_AIM OF THE EXERCISE_.
Go through the material and return every line that contains the string "break".

╭─ EXCERPTED DATA

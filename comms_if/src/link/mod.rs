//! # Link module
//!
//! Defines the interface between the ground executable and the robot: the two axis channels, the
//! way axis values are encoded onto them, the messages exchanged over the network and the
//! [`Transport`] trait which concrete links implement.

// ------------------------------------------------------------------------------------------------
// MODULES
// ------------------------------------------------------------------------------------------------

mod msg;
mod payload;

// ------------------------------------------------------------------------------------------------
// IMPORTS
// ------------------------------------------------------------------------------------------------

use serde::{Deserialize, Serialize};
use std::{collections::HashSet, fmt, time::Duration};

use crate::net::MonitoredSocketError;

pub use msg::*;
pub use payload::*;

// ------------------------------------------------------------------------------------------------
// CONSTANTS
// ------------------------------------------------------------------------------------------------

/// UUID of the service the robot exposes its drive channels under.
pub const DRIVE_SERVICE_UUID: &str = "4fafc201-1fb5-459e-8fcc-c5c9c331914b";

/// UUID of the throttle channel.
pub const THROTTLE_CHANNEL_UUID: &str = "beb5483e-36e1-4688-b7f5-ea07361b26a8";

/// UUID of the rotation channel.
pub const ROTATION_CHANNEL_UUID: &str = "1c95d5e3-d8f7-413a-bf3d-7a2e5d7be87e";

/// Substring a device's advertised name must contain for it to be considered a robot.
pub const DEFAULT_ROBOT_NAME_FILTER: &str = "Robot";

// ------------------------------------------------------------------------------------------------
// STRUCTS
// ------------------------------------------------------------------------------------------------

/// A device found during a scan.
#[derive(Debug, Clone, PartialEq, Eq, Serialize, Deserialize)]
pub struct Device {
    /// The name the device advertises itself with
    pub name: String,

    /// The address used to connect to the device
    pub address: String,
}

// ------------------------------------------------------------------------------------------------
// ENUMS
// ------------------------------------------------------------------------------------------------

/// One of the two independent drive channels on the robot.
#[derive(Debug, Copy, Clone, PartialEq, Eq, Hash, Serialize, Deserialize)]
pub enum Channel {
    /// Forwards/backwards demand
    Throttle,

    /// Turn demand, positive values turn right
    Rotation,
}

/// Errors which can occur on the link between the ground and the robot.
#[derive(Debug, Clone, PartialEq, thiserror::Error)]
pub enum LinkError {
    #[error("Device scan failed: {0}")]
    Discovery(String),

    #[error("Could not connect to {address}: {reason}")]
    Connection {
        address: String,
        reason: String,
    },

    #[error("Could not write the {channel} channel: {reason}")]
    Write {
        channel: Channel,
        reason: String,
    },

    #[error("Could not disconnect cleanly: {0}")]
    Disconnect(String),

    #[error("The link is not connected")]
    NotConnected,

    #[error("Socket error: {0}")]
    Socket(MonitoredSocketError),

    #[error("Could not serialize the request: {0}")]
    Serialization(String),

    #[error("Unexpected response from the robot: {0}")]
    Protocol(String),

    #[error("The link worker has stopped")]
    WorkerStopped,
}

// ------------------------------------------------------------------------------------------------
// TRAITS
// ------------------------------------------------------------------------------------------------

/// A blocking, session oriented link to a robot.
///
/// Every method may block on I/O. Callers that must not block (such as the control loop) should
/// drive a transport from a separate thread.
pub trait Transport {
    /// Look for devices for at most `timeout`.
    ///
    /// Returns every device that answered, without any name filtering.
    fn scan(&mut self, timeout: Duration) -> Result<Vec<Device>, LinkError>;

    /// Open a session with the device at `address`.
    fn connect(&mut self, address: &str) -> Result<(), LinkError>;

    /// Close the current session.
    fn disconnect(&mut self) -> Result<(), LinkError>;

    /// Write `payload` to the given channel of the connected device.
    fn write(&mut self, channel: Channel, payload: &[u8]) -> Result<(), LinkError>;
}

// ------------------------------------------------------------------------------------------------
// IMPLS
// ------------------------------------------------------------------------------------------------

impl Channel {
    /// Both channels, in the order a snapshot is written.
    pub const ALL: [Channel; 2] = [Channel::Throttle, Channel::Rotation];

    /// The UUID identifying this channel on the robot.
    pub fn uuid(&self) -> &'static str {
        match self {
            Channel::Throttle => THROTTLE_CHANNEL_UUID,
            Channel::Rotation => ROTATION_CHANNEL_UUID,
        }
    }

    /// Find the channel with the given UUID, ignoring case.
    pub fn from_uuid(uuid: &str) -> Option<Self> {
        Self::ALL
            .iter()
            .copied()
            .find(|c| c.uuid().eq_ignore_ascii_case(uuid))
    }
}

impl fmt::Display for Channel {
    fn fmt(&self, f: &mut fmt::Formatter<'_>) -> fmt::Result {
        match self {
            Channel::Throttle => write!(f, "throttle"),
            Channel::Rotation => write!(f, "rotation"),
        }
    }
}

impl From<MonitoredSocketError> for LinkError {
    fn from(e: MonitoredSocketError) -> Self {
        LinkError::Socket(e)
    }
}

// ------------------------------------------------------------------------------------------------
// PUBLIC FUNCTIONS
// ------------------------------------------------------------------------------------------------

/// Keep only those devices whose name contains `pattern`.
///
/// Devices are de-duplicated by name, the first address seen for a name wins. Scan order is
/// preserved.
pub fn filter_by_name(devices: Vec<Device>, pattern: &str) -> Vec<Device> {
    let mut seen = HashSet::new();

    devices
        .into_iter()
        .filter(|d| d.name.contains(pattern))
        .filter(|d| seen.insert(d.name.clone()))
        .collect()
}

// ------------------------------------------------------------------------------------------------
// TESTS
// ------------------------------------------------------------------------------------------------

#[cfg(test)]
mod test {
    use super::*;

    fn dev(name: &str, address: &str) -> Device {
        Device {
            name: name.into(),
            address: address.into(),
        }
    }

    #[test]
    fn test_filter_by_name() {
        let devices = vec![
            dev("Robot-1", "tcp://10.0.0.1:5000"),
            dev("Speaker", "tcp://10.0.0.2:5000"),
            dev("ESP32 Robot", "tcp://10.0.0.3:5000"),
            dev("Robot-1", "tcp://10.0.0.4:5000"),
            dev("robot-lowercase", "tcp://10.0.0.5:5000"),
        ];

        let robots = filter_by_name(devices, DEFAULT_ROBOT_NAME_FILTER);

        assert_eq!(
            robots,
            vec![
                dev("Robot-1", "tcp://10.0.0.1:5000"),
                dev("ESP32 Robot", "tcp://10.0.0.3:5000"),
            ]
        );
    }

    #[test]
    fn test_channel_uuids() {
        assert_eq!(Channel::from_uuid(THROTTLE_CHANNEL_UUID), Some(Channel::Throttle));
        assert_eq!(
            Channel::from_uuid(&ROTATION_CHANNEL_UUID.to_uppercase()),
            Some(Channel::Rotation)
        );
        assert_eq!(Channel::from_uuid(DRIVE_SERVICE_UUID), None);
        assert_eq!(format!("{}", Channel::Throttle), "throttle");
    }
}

╰─
╭─ EXCERPTED DATA

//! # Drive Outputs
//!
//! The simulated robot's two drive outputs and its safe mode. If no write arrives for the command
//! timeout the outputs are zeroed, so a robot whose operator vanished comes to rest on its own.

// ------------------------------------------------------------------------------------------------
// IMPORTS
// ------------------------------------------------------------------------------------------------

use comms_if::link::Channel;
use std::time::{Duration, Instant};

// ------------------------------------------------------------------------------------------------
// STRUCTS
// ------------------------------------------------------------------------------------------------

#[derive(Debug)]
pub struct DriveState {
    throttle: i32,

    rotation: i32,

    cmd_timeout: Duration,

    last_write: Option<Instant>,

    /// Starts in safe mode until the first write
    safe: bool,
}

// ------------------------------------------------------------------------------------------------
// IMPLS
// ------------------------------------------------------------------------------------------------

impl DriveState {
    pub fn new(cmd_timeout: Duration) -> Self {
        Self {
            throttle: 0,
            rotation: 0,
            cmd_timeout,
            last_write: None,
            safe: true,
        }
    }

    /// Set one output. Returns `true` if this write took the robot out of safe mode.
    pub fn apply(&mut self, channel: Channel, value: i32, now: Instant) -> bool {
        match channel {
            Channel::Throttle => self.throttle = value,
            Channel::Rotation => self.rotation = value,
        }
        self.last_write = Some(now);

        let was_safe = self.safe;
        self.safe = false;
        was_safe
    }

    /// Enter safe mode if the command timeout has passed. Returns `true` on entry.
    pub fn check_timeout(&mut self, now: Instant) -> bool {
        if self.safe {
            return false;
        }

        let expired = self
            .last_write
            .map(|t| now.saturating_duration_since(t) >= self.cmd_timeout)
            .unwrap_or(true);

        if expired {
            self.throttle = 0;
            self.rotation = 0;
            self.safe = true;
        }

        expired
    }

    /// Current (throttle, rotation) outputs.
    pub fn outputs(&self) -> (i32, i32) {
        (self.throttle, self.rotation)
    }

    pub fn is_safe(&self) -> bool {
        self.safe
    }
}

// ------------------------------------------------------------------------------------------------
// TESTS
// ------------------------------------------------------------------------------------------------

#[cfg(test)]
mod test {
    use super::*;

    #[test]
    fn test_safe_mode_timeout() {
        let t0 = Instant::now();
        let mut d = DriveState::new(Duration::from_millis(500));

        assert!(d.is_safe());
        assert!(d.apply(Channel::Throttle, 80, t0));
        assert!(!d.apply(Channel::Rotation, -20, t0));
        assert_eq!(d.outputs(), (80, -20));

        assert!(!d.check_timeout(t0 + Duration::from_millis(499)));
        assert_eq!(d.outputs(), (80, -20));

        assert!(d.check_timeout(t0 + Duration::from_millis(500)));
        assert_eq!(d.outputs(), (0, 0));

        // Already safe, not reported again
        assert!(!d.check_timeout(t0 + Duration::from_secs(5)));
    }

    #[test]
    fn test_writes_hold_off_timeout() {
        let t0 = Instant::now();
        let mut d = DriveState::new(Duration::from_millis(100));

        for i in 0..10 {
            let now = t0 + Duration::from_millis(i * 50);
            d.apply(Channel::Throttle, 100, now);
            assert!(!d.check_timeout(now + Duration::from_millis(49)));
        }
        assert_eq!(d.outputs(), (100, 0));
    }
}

╰─
╭─ EXCERPTED DATA

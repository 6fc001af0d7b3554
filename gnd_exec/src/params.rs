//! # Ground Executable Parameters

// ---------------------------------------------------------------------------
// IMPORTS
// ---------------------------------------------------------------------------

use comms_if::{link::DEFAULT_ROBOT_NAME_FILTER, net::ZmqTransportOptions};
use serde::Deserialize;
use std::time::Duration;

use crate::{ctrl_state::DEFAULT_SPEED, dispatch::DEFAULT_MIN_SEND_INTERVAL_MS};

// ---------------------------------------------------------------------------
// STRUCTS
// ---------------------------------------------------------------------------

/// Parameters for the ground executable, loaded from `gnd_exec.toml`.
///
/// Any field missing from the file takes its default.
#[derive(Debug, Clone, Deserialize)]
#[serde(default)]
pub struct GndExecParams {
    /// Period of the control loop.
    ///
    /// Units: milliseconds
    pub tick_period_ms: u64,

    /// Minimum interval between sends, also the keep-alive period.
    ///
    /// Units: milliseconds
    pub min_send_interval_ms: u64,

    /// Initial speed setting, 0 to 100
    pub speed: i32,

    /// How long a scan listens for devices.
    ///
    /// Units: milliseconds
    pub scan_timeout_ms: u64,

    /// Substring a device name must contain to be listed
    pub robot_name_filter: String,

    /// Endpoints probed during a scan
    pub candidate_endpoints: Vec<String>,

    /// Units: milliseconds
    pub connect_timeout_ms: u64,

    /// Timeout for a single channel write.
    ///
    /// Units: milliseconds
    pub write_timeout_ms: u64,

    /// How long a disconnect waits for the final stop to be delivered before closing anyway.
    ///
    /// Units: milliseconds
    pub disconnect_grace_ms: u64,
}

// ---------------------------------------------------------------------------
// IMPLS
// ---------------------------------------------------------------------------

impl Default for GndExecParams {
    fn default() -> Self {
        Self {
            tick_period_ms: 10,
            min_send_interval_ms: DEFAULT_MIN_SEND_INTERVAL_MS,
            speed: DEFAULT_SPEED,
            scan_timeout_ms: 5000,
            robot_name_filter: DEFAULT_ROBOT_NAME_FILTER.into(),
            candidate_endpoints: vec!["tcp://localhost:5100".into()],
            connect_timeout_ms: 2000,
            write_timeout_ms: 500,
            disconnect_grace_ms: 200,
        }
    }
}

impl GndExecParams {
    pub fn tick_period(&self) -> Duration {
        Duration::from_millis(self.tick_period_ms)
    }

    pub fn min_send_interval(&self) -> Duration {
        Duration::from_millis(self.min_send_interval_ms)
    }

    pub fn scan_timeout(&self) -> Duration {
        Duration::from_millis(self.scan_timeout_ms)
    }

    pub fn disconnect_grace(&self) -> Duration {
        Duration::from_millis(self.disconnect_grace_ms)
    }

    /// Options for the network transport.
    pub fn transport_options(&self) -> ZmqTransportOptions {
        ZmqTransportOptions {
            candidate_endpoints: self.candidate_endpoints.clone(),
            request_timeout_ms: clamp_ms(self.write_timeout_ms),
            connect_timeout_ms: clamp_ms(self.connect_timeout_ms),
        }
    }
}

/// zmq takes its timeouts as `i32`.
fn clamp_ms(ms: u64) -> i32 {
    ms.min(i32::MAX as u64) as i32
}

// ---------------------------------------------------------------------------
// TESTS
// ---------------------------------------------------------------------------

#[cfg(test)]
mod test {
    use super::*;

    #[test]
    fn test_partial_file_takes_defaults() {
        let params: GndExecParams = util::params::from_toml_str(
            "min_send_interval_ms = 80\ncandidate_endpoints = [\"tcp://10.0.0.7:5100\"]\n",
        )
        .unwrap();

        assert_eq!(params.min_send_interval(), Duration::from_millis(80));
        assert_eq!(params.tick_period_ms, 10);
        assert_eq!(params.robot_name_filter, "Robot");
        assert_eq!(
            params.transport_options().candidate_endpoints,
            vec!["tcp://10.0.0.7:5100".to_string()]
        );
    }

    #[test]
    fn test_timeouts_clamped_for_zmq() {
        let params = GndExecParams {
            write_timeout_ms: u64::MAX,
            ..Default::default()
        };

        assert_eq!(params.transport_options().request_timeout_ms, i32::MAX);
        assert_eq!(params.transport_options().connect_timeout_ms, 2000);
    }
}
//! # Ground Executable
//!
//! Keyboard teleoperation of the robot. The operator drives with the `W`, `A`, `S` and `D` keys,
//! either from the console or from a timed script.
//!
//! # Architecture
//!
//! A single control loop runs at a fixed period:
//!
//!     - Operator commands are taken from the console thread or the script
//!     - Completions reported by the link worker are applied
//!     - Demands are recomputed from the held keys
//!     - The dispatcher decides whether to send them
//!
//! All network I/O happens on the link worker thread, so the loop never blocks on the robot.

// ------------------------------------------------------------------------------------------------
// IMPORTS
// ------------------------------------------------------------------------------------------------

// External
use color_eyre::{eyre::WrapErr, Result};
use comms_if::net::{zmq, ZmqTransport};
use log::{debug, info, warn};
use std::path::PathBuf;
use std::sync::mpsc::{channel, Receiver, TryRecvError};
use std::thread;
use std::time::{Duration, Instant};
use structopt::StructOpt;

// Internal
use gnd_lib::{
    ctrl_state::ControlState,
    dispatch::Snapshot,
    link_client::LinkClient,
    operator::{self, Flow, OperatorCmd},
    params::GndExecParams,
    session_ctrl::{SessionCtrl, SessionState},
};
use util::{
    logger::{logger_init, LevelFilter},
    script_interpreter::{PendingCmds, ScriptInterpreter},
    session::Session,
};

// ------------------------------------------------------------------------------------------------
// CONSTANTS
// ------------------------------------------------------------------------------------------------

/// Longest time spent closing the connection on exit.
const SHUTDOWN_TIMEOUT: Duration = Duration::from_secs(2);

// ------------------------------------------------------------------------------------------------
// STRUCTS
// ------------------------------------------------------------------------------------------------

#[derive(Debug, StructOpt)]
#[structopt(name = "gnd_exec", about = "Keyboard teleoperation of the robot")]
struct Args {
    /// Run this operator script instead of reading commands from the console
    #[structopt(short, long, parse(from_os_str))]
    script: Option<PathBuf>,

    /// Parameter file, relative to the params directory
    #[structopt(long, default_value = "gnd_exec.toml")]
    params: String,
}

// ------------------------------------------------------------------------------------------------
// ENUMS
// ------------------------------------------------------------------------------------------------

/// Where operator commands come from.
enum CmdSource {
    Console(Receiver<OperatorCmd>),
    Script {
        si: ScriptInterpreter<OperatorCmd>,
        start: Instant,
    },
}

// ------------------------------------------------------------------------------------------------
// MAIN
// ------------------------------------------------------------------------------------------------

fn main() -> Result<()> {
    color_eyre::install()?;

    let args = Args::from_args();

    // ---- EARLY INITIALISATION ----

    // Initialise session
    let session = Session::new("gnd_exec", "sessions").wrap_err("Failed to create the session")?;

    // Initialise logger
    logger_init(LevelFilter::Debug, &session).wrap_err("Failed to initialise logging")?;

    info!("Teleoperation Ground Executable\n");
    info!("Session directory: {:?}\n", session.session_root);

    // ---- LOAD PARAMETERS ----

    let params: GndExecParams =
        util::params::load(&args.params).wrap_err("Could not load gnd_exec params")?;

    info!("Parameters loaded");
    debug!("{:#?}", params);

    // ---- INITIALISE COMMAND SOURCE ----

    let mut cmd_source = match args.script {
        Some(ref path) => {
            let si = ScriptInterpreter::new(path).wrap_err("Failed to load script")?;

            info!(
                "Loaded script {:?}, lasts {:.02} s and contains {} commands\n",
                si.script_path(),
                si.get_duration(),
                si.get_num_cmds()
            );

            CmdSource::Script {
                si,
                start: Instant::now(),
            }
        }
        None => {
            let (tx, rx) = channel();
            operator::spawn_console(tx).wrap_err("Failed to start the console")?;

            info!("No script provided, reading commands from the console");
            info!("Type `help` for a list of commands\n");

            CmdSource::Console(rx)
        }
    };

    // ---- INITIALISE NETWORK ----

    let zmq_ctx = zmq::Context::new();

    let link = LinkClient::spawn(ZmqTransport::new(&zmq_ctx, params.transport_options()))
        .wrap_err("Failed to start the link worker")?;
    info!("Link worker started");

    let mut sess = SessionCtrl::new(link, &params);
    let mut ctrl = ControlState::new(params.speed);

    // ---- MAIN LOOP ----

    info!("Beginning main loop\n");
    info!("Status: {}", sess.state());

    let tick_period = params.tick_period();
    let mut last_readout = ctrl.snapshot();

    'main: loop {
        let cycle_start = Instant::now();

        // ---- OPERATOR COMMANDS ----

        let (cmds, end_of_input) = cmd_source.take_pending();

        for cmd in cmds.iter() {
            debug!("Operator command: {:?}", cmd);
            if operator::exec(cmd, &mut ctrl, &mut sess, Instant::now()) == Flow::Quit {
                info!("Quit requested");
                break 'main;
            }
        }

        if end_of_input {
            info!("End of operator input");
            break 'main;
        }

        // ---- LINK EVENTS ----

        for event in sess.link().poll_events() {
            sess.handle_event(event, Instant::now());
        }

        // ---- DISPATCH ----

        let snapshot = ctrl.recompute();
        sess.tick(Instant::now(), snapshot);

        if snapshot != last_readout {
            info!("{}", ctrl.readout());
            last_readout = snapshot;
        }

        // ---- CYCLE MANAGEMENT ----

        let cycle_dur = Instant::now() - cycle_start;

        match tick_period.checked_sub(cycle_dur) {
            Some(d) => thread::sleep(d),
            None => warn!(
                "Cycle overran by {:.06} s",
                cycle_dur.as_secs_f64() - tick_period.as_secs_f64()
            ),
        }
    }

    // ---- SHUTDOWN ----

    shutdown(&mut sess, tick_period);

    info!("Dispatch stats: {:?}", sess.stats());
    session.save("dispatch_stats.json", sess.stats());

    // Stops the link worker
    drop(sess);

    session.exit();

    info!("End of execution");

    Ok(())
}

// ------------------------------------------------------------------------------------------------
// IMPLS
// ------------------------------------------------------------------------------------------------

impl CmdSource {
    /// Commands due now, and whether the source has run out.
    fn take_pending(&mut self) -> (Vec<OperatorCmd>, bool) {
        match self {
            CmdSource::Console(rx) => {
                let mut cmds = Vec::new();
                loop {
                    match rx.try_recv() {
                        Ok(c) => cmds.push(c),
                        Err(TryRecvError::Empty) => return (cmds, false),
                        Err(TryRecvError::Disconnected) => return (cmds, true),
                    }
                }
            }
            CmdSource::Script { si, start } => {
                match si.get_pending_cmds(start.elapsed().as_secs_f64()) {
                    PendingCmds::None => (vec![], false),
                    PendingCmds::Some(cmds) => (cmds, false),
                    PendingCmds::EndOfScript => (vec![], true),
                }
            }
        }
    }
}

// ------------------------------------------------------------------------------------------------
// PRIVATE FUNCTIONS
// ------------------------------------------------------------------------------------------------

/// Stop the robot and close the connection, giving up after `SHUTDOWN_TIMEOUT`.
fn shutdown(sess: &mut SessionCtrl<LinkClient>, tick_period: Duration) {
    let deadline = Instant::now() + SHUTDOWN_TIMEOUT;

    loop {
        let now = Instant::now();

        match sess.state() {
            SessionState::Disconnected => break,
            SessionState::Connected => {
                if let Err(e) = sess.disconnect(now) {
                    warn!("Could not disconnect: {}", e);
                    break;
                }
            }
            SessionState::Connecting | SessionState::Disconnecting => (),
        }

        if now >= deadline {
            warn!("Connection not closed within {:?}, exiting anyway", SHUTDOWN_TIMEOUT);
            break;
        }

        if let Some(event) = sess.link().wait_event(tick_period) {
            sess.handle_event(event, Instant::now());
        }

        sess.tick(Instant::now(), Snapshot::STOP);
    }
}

╰─

_RESULT_.
                break 'main;
            break 'main;
            SessionState::Disconnected => break,
                    break;
            break;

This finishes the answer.